Polícia Federal suspeita que Construtora Camargo Corrêa fez doação ilegal a Arruda

A Polícia Federal (PF) suspeita que o governador do Distrito Federal, José Roberto Arruda (DEM), recebeu doações por fora da Construtora Camargo Corrêa para financiar suas campanhas eleitorais.

Agência Estado |

O rastreamento aponta supostos repasses em dólares que teriam sido realizados nos pleitos de 1998 e 2002 - nesses anos, Arruda foi candidato, respectivamente, ao governo do Distrito Federal e a deputado federal.

O mapeamento indica pelo menos três doações em 1998 que somam US$ 637,6 mil. A apuração relativa à campanha de 2002 não identificou repasses diretos pela empreiteira, mas a PF suspeita que isso pode ter ocorrido por meio de alguma coligada do grupo.

Operação Castelo de Areia

A suspeita sobre as relações entre Arruda e a Camargo Corrêa surgiu a partir da análise de documentos apreendidos na residência de Pietro Bianchi, executivo da empreiteira acusado pelo Ministério Público Federal (MPF) por lavagem de dinheiro e evasão de divisas. Bianchi e outros dois dirigentes da Camargo Corrêa, Fernando Arruda e Darcio Brunatto, são alvos da Operação Castelo de Areia.

A planilha de Pietro Bianchi sugere contabilidade paralela da empreiteira. Estão anotadas informações sobre 208 empreendimentos e contratos da empresa entre 1995 e 1998. Na página 54 do documento, intitulada "diversos", há nove registros de pagamentos - totalizando US$ 928,7 mil -, oito deles aparentemente destinados a "campanhas políticas" em Brasília, São Paulo e Bahia.

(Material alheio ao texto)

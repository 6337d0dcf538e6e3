//! Module for declaring diagnostic error types.
//!
//! This module exports a macro [`declare_error_type`] that can be used to define a new error that
//! the extraction infrastructure can report as a diagnostic.

/// Declare a new error type that can be used as a diagnostic error.
///
/// Every variant wraps a single diagnostic struct and forwards both its message and its
/// diagnostic metadata, so labels and codes of the inner struct survive the conversion.
#[macro_export]
macro_rules! declare_error_type {
    {
        #[error($msg:expr)]
        $vis:vis enum $type_name:ident {
            $($name:ident($ty:ty),)*
        }
    } => {
        #[derive(thiserror::Error, miette::Diagnostic, Debug)]
        #[error($msg)]
        $vis enum $type_name {
            $(
                #[error(transparent)]
                #[diagnostic(transparent)]
                $name(#[from] $ty),
            )*
        }
    }
}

Ao lado da data 8 de setembro de 1998 consta a anotação "camp. política Brasília-Arruda". A doação teria sido de US$ 80.496, ou R$ 103.840 - a conversão consta da planilha. Nos dias 14 de setembro e 13 de novembro, mais dois lançamentos supostamente para o mesmo destinatário: o primeiro de US$ 157.790 (R$ 205.127 pela taxa do dia do dólar) e o outro de US$ 399.360 (ou R$ 499,2 mil).